A: see previous question/answer. you could probably survive 1-2k of hosts in a stable network on one broadcast domain but certainly not a lot more.
Q: What do you think about making subnets from the numbers of vlans actually I have in IPv4?
A: it does make it easier for a bad guy to target your subnets but if the risk is lower and the self-documentation advantage is significant to you, you can do that. I would recommend heavily against reusing host *numbers*.
Q: What will be the minimum IPv6 Prefix that can be advertised with BGP Peerthe challenge is ISP would not like announce small none-aggregated subnetsfrom your experience, how big of the subnet ISP would like to accept if the subnet does not belong to the ISP?
A: /48
Q: When I have 10 places in 10 countries do I have to request for an /47 range from the ripe?
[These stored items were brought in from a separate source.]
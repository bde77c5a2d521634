//! Single-agent path search for AGV fleet coordination.
//!
//! This crate provides a deterministic A* over [`agv_grid::CellGrid`]:
//!
//! - **4-connected** movement only; cost `10 × traversal_cost` per step
//! - **Transient block overlay**: conflict resolution passes the cells to
//!   avoid per call, and the shared grid is never mutated
//! - **Bounded**: a configurable expansion cap turns pathological searches
//!   into a recoverable [`agv_types::PlanningError::SearchExhausted`]
//! - **Deterministic**: the open set orders on `(f, h, insertion order)`,
//!   so identical inputs always yield identical paths
//!
//! # Quick Start
//!
//! ```
//! use agv_grid::{CellCoord, CellGrid};
//! use agv_pathfind::GridAStar;
//! use agv_types::PlannerConfig;
//! use hashbrown::HashSet;
//!
//! let mut grid = CellGrid::new(10, 10, 1.0);
//! grid.set_walkable(CellCoord::new(1, 0), false);
//!
//! let planner = GridAStar::new(&grid, PlannerConfig::default());
//! let path = planner
//!     .find(CellCoord::new(0, 0), CellCoord::new(2, 0), &HashSet::new())
//!     .expect("path around the blocked cell");
//!
//! assert!(path.is_contiguous());
//! assert!(!path.cells().contains(&CellCoord::new(1, 0)));
//! ```

#![cfg_attr(not(test), deny(clippy::unwrap_used, clippy::expect_used))]
#![warn(missing_docs)]
#![warn(clippy::all)]
#![warn(clippy::pedantic)]

pub mod astar;
pub mod heuristics;

pub use astar::{GridAStar, find_path};
pub use heuristics::{STEP_COST, step_heuristic};
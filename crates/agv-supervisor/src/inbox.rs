//! Thread-safe inboxes between async ingestion and the tick driver.
//!
//! External inputs (route requests, obstacle reports, control commands)
//! arrive on listener tasks and are queued here; the single-threaded tick
//! driver drains the inbox at the start of each tick. No other mutable
//! state crosses the async boundary.

use std::collections::BTreeMap;

use serde::Deserialize;
use tokio::sync::mpsc;

/// A route request: agent id → ordered target names.
///
/// This is exactly the shape route clients put on the wire.
pub type RouteRequest = BTreeMap<String, Vec<String>>;

/// A dynamic-obstacle report from one vehicle.
///
/// Offsets are `(right, forward)` cells in the reporter's local frame.
/// The wire field is `blocked`, with `blocked_offsets` accepted for
/// compatibility with the vision pipeline's envelope.
#[derive(Debug, Clone, PartialEq, Eq, Deserialize)]
pub struct ObstacleReport {
    /// Reporting agent id.
    pub agent_id: String,
    /// Blocked cell offsets in the reporter's local frame.
    #[serde(alias = "blocked_offsets")]
    pub blocked: Vec<(i32, i32)>,
}

/// A message delivered to the supervisor between ticks.
#[derive(Debug, Clone, PartialEq, Eq)]
pub enum InboundMessage {
    /// Append waypoints to agents' queues.
    Routes(RouteRequest),
    /// Mark dynamically detected obstacles.
    Obstacles(ObstacleReport),
    /// Stop every agent.
    StopAll,
    /// Resume after a stop.
    Resume,
}

/// Sending half handed to listener tasks.
#[derive(Debug, Clone)]
pub struct InboxSender {
    tx: mpsc::UnboundedSender<InboundMessage>,
}

impl InboxSender {
    /// Queues a message for the next tick. Returns `false` if the inbox
    /// has been dropped.
    pub fn send(&self, message: InboundMessage) -> bool {
        self.tx.send(message).is_ok()
    }
}

/// Receiving half owned by the tick driver.
#[derive(Debug)]
pub struct Inbox {
    rx: mpsc::UnboundedReceiver<InboundMessage>,
}

impl Inbox {
    /// Drains every queued message without blocking.
    pub fn drain(&mut self) -> Vec<InboundMessage> {
        let mut messages = Vec::new();
        while let Ok(message) = self.rx.try_recv() {
            messages.push(message);
        }
        messages
    }
}

/// Creates a connected sender/inbox pair.
#[must_use]
pub fn inbox_channel() -> (InboxSender, Inbox) {
    let (tx, rx) = mpsc::unbounded_channel();
    (InboxSender { tx }, Inbox { rx })
}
A: you should ask for at least a /44 (16 /48s) to give yourself some growth room.
Q: As a large organization with a single block allocation, how would you devise your address allocation scheme to receive Internet connectivity from 2 different ISPs? Would it be better to go and get another block of address?
A: make sure the division is at last /48 or larger per site and make sure your ISPs are willing to announce the longer prefixes
Q: What size company would you consider large? I've seen guidance that has stated that if you are a 1000 user company, obtain the IPv6 space from the RIR's. I have also heard 2000 people. What does Infoblox recommend?with /48 how any more addresses we get than the existing IPv4/32?
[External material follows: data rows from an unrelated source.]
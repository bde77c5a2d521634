//! Planned cell-by-cell paths.

use std::collections::BTreeMap;

use agv_grid::CellCoord;

use crate::agent::AgentId;

/// The committed plan: one path per agent, deterministically ordered.
///
/// `BTreeMap` iteration order is part of the determinism contract — every
/// pass over the assignments (conflict detection, scenario scoring,
/// telemetry snapshots) visits agents in the same order.
pub type Assignments = BTreeMap<AgentId, CellPath>;

/// An agent's planned future as an ordered, non-empty cell sequence.
///
/// Steps are 1-based: the cell at step `s` is the cell the agent occupies
/// at the `s`-th lockstep tick of the plan. A repeated coordinate encodes
/// a wait-in-place step.
///
/// # Example
///
/// ```
/// use agv_grid::CellCoord;
/// use agv_types::CellPath;
///
/// let path = CellPath::from_cells(vec![
///     CellCoord::new(0, 0),
///     CellCoord::new(1, 0),
///     CellCoord::new(1, 0), // wait
///     CellCoord::new(2, 0),
/// ])
/// .unwrap();
///
/// assert_eq!(path.len(), 4);
/// assert_eq!(path.step(1), Some(CellCoord::new(0, 0)));
/// assert_eq!(path.step(3), Some(CellCoord::new(1, 0)));
/// assert!(path.is_contiguous());
/// ```
#[derive(Debug, Clone, PartialEq, Eq, PartialOrd, Ord, Hash)]
#[cfg_attr(feature = "serde", derive(serde::Serialize, serde::Deserialize))]
pub struct CellPath {
    cells: Vec<CellCoord>,
}

impl CellPath {
    /// Builds a path from a cell sequence; returns `None` if it is empty.
    #[must_use]
    pub fn from_cells(cells: Vec<CellCoord>) -> Option<Self> {
        if cells.is_empty() {
            None
        } else {
            Some(Self { cells })
        }
    }

    /// A path consisting of a single cell (agent already at its target).
    #[must_use]
    pub fn single(cell: CellCoord) -> Self {
        Self { cells: vec![cell] }
    }

    /// Number of steps in the path (always ≥ 1).
    #[must_use]
    pub fn len(&self) -> usize {
        self.cells.len()
    }

    /// Always `false`; kept so `len`/`is_empty` pair up for clippy.
    #[must_use]
    pub fn is_empty(&self) -> bool {
        self.cells.is_empty()
    }

    /// The first cell of the path.
    #[must_use]
    pub fn first(&self) -> CellCoord {
        self.cells[0]
    }

    /// The final cell of the path (the current target).
    #[must_use]
    #[allow(clippy::missing_panics_doc)] // non-empty by construction
    pub fn last(&self) -> CellCoord {
        *self.cells.last().unwrap_or(&self.cells[0])
    }

    /// The cell occupied at 1-based step `s`, if the path is that long.
    #[must_use]
    pub fn step(&self, s: u64) -> Option<CellCoord> {
        if s == 0 {
            return None;
        }
        usize::try_from(s - 1).ok().and_then(|i| self.cells.get(i)).copied()
    }

    /// The underlying cell sequence.
    #[must_use]
    pub fn cells(&self) -> &[CellCoord] {
        &self.cells
    }

    /// Iterates `(step, cell)` pairs with 1-based steps.
    pub fn steps(&self) -> impl Iterator<Item = (u64, CellCoord)> + '_ {
        self.cells
            .iter()
            .enumerate()
            .map(|(i, &c)| (i as u64 + 1, c))
    }

    /// Returns a copy of this path prefixed with `n` wait-in-place steps
    /// at its first cell.
    ///
    /// # Example
    ///
    /// ```
    /// use agv_grid::CellCoord;
    /// use agv_types::CellPath;
    ///
    /// let path = CellPath::from_cells(vec![
    ///     CellCoord::new(0, 0),
    ///     CellCoord::new(1, 0),
    /// ])
    /// .unwrap();
    ///
    /// let delayed = path.with_prefix_waits(2);
    /// assert_eq!(delayed.len(), 4);
    /// assert_eq!(delayed.step(3), Some(CellCoord::new(0, 0)));
    /// ```
    #[must_use]
    pub fn with_prefix_waits(&self, n: usize) -> Self {
        let mut cells = Vec::with_capacity(self.cells.len() + n);
        cells.extend(std::iter::repeat(self.first()).take(n));
        cells.extend_from_slice(&self.cells);
        Self { cells }
    }

    /// Drops all cells before `index` (0-based), keeping at least the cell
    /// at `index` itself.
    ///
    /// Returns `false` (and leaves the path untouched) if `index` is 0 or
    /// out of range.
    pub fn trim_before(&mut self, index: usize) -> bool {
        if index == 0 || index >= self.cells.len() {
            return false;
        }
        self.cells.drain(..index);
        true
    }

    /// Checks that consecutive cells are equal (a wait) or 4-neighbours.
    #[must_use]
    pub fn is_contiguous(&self) -> bool {
        self.cells
            .windows(2)
            .all(|w| w[0] == w[1] || w[0].is_axis_neighbour(w[1]))
    }
}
A: per user count isn't very meaningful. per subnet is probably a better metric but there are lots of variables and definitions of "large". not sure what you mean by ipv4/32. That's just one host address....
Q: /64 is what ISP gives to users or we might get /80 /88 also
A: hard to say for sure but most experts are recommending against every going below /64 for consumer ISPs. doesn't mean that won't happen but they're ignoring expert advice
Q: In ipv4 subnet we have network and broadcast address, how is it in IPv6, if it is /4 we can only 14 address not 16, i mean if we get /48 and use /52 as subnet
A: There is no equivalent in v6 of the all ones or all zeros per subnet in v4. Even in v4, it's broken to not allow .0 as a host address but a lot of stacks are broken. But there is no broadcast at all in v6.
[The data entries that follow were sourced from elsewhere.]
//! Dense rectangular cell grid with walkability and world mapping.

use nalgebra::Point2;

use crate::cell::{Cell, CellCoord};
use crate::error::GridError;

/// A dense `width × height` grid of [`Cell`]s.
///
/// The grid bridges two coordinate systems:
///
/// - **World space**: continuous `f64` coordinates (e.g. metres)
/// - **Cell space**: discrete `i32` coordinates in `[0, width) × [0, height)`
///
/// Bounds are fixed at construction and never change; cell identity is the
/// coordinate and is stable for the grid's lifetime. Walkability and
/// traversal cost are the only mutable per-cell state.
///
/// # Example
///
/// ```
/// use agv_grid::{CellCoord, CellGrid};
/// use nalgebra::Point2;
///
/// let mut grid = CellGrid::new(10, 10, 1.0);
///
/// // All cells start walkable
/// assert!(grid.is_walkable(CellCoord::new(4, 4)));
///
/// // World points map onto cells; out-of-range points clamp to the edge
/// assert_eq!(grid.cell_at(Point2::new(4.3, 4.9)), CellCoord::new(4, 4));
/// assert_eq!(grid.cell_at(Point2::new(-2.0, 99.0)), CellCoord::new(0, 9));
///
/// grid.set_walkable(CellCoord::new(4, 4), false);
/// assert!(!grid.is_walkable(CellCoord::new(4, 4)));
/// ```
#[derive(Debug, Clone)]
#[cfg_attr(feature = "serde", derive(serde::Serialize, serde::Deserialize))]
pub struct CellGrid {
    /// Width in cells.
    width: u32,
    /// Height in cells.
    height: u32,
    /// Size of each cell in world units.
    cell_size: f64,
    /// World-space position of the minimum corner of cell (0, 0).
    origin: Point2<f64>,
    /// Row-major cell storage (`index = y * width + x`).
    cells: Vec<Cell>,
}

impl CellGrid {
    /// Creates a grid with every cell walkable at the default cost.
    ///
    /// Non-positive `cell_size` values are clamped to a small positive
    /// value; use [`CellGrid::try_new`] for fallible construction.
    #[must_use]
    pub fn new(width: u32, height: u32, cell_size: f64) -> Self {
        Self::with_origin(width, height, cell_size, Point2::origin())
    }

    /// Creates a grid whose cell (0, 0) has its minimum corner at `origin`.
    #[must_use]
    pub fn with_origin(width: u32, height: u32, cell_size: f64, origin: Point2<f64>) -> Self {
        let width = width.max(1);
        let height = height.max(1);
        let cell_size = cell_size.abs().max(f64::EPSILON);
        Self {
            width,
            height,
            cell_size,
            origin,
            cells: vec![Cell::walkable(); (width as usize) * (height as usize)],
        }
    }

    /// Attempts to create a grid, validating dimensions and cell size.
    ///
    /// # Errors
    ///
    /// Returns [`GridError::InvalidDimensions`] if either dimension is zero,
    /// or [`GridError::InvalidCellSize`] if `cell_size` is not positive and
    /// finite.
    ///
    /// # Example
    ///
    /// ```
    /// use agv_grid::{CellGrid, GridError};
    ///
    /// assert!(CellGrid::try_new(10, 10, 1.0).is_ok());
    /// assert!(matches!(
    ///     CellGrid::try_new(0, 10, 1.0),
    ///     Err(GridError::InvalidDimensions { .. })
    /// ));
    /// assert!(matches!(
    ///     CellGrid::try_new(10, 10, 0.0),
    ///     Err(GridError::InvalidCellSize(_))
    /// ));
    /// ```
    pub fn try_new(width: u32, height: u32, cell_size: f64) -> Result<Self, GridError> {
        if width == 0 || height == 0 {
            return Err(GridError::InvalidDimensions { width, height });
        }
        if cell_size <= 0.0 || !cell_size.is_finite() {
            return Err(GridError::InvalidCellSize(cell_size));
        }
        Ok(Self::new(width, height, cell_size))
    }

    /// Returns the grid width in cells.
    #[must_use]
    pub const fn width(&self) -> u32 {
        self.width
    }

    /// Returns the grid height in cells.
    #[must_use]
    pub const fn height(&self) -> u32 {
        self.height
    }

    /// Returns the cell size in world units.
    #[must_use]
    pub const fn cell_size(&self) -> f64 {
        self.cell_size
    }

    /// Returns the world-space origin (minimum corner of cell (0, 0)).
    #[must_use]
    pub const fn origin(&self) -> &Point2<f64> {
        &self.origin
    }

    /// Returns `true` if the coordinate lies inside the grid bounds.
    #[must_use]
    #[allow(clippy::cast_sign_loss)]
    pub const fn in_bounds(&self, coord: CellCoord) -> bool {
        coord.x >= 0
            && coord.y >= 0
            && (coord.x as u32) < self.width
            && (coord.y as u32) < self.height
    }

    #[allow(clippy::cast_sign_loss)]
    const fn index(&self, coord: CellCoord) -> Option<usize> {
        if self.in_bounds(coord) {
            Some((coord.y as usize) * (self.width as usize) + coord.x as usize)
        } else {
            None
        }
    }

    /// Returns the cell record at a coordinate, or `None` out of bounds.
    #[must_use]
    pub fn cell(&self, coord: CellCoord) -> Option<&Cell> {
        self.index(coord).map(|i| &self.cells[i])
    }

    /// Returns `true` if the coordinate is in bounds and walkable.
    ///
    /// Out-of-bounds coordinates are never walkable.
    #[must_use]
    pub fn is_walkable(&self, coord: CellCoord) -> bool {
        self.cell(coord).is_some_and(|c| c.walkable)
    }

    /// Returns the traversal cost of a cell (1 for out-of-bounds queries).
    #[must_use]
    pub fn traversal_cost(&self, coord: CellCoord) -> u32 {
        self.cell(coord).map_or(1, |c| c.traversal_cost)
    }

    /// Sets a cell's walkability, returning the previous value.
    ///
    /// Returns `None` (and changes nothing) if the coordinate is out of
    /// bounds.
    ///
    /// # Example
    ///
    /// ```
    /// use agv_grid::{CellCoord, CellGrid};
    ///
    /// let mut grid = CellGrid::new(5, 5, 1.0);
    /// assert_eq!(grid.set_walkable(CellCoord::new(2, 2), false), Some(true));
    /// assert_eq!(grid.set_walkable(CellCoord::new(2, 2), true), Some(false));
    /// assert_eq!(grid.set_walkable(CellCoord::new(9, 9), false), None);
    /// ```
    pub fn set_walkable(&mut self, coord: CellCoord, walkable: bool) -> Option<bool> {
        let index = self.index(coord)?;
        let previous = self.cells[index].walkable;
        self.cells[index].walkable = walkable;
        Some(previous)
    }

    /// Sets a cell's traversal cost, returning the previous value.
    pub fn set_traversal_cost(&mut self, coord: CellCoord, cost: u32) -> Option<u32> {
        let index = self.index(coord)?;
        let previous = self.cells[index].traversal_cost;
        self.cells[index].traversal_cost = cost.max(1);
        Some(previous)
    }

    /// Maps a world-space point onto a cell coordinate.
    ///
    /// The point is floored into cell space and clamped into
    /// `[0, width) × [0, height)`; the mapping never fails.
    ///
    /// # Example
    ///
    /// ```
    /// use agv_grid::{CellCoord, CellGrid};
    /// use nalgebra::Point2;
    ///
    /// let grid = CellGrid::new(10, 10, 2.0);
    /// assert_eq!(grid.cell_at(Point2::new(5.0, 0.5)), CellCoord::new(2, 0));
    /// assert_eq!(grid.cell_at(Point2::new(-3.0, 100.0)), CellCoord::new(0, 9));
    /// ```
    #[must_use]
    #[allow(clippy::cast_possible_truncation, clippy::cast_possible_wrap)]
    pub fn cell_at(&self, point: Point2<f64>) -> CellCoord {
        let relative = point - self.origin;
        let x = (relative.x / self.cell_size).floor() as i64;
        let y = (relative.y / self.cell_size).floor() as i64;
        CellCoord::new(
            x.clamp(0, i64::from(self.width) - 1) as i32,
            y.clamp(0, i64::from(self.height) - 1) as i32,
        )
    }

    /// Returns the world-space centre of a cell.
    ///
    /// # Example
    ///
    /// ```
    /// use agv_grid::{CellCoord, CellGrid};
    /// use approx::assert_relative_eq;
    ///
    /// let grid = CellGrid::new(10, 10, 2.0);
    /// let centre = grid.cell_to_world_center(CellCoord::new(1, 0));
    /// assert_relative_eq!(centre.x, 3.0, epsilon = 1e-10);
    /// assert_relative_eq!(centre.y, 1.0, epsilon = 1e-10);
    /// ```
    #[must_use]
    pub fn cell_to_world_center(&self, coord: CellCoord) -> Point2<f64> {
        let half = self.cell_size * 0.5;
        Point2::new(
            f64::from(coord.x).mul_add(self.cell_size, self.origin.x) + half,
            f64::from(coord.y).mul_add(self.cell_size, self.origin.y) + half,
        )
    }

    /// Returns the in-bounds axis-aligned neighbours of a cell.
    ///
    /// The order (east, west, north, south, minus any out-of-bounds
    /// entries) is stable across calls, which keeps every search over the
    /// grid deterministic. Walkability is *not* filtered here; callers
    /// decide how blocked cells are treated.
    pub fn neighbours(&self, coord: CellCoord) -> impl Iterator<Item = CellCoord> + '_ {
        coord
            .axis_neighbours()
            .into_iter()
            .filter(|c| self.in_bounds(*c))
    }

    /// Returns an iterator over all coordinates in row-major order.
    #[allow(clippy::cast_possible_wrap)]
    pub fn coords(&self) -> impl Iterator<Item = CellCoord> + '_ {
        let (width, height) = (self.width as i32, self.height as i32);
        (0..height).flat_map(move |y| (0..width).map(move |x| CellCoord::new(x, y)))
    }

    /// Runs `f` with the given cells temporarily marked unwalkable.
    ///
    /// Walkability of every cell in `blocks` is flipped to `false` for the
    /// duration of `f` and restored to its prior value on *every* exit
    /// path, including unwinding. Out-of-bounds entries are ignored.
    /// Sequential calls may be nested; there must be no concurrent writers.
    ///
    /// New code should prefer passing a blocked overlay to the planner
    /// directly; this scoped form exists for call sites that still expect
    /// grid-level mutation.
    ///
    /// # Example
    ///
    /// ```
    /// use agv_grid::{CellCoord, CellGrid};
    ///
    /// let mut grid = CellGrid::new(5, 5, 1.0);
    /// let block = CellCoord::new(2, 2);
    ///
    /// let seen = grid.with_temporary_blocks(&[block], |g| g.is_walkable(block));
    /// assert!(!seen);
    /// assert!(grid.is_walkable(block));
    /// ```
    pub fn with_temporary_blocks<R>(
        &mut self,
        blocks: &[CellCoord],
        f: impl FnOnce(&Self) -> R,
    ) -> R {
        let guard = BlockGuard::apply(self, blocks);
        f(&*guard.grid)
    }
}

/// Restores saved walkability on drop, so temporary blocks cannot leak
/// even when the scoped closure unwinds.
struct BlockGuard<'a> {
    grid: &'a mut CellGrid,
    saved: Vec<(CellCoord, bool)>,
}

impl<'a> BlockGuard<'a> {
    fn apply(grid: &'a mut CellGrid, blocks: &[CellCoord]) -> Self {
        let mut saved = Vec::with_capacity(blocks.len());
        for &coord in blocks {
            if let Some(previous) = grid.set_walkable(coord, false) {
                saved.push((coord, previous));
            }
        }
        Self { grid, saved }
    }
}

impl Drop for BlockGuard<'_> {
    fn drop(&mut self) {
        // Restore in reverse so overlapping entries end at their original state.
        while let Some((coord, walkable)) = self.saved.pop() {
            self.grid.set_walkable(coord, walkable);
        }
    }
}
Q: Using a /127 has significant risks. There are concerns about whether devices will support /127 subnets and restrictions on which address ranges can be used in order not to collide with any /64 anycast addresses. How would this risk be mitigated using a /127
A: I see no evidence that /127s are any risk. The places you're going to see them is on large backbones between routers and all the serious router vendors and current software on them handle this just fine and have for years. There is very little likelihood of consumer grade ever needing to deal with /127s and that gear is where you see most of the broken routing implementations.I'm not sure what you mean but /64 anycast addrs. There is no reserved range for anycast; it's a routing technique, not a different address type like unicast or multicast is.
Q: If an organization is dual homed to multiple carriers and has multiple Internet points of presence, I would assume that multiple /48's would be required. Is this a valid assumption?
A: yes
Q: Is /127 equivalent to the current /31 that I use with my Cisco routers' point-to-point connections?
A: yes
Q: If I have 2 offices in NA, 12 in Europe, 8 in AsiaPacific do I have to request ranges from multiple RIRs
A: depends on your needs. you can try to it all out of one block or three. since you have more sites in europe, it might be worth getting the one block from RIPE if you got that way.
Q: What has been noted about requesting a /32 from ARIN?
A: you have to be able to justify it based on their published rules. if you can, you'll get it.
Q: Can you recommend books or links that explain IPv6 please?
A: there are lots of books but the best way to learn is to get a tunnel from HE (hurricane electric) or SIXXS to your home or lab and then go through the HE certification program.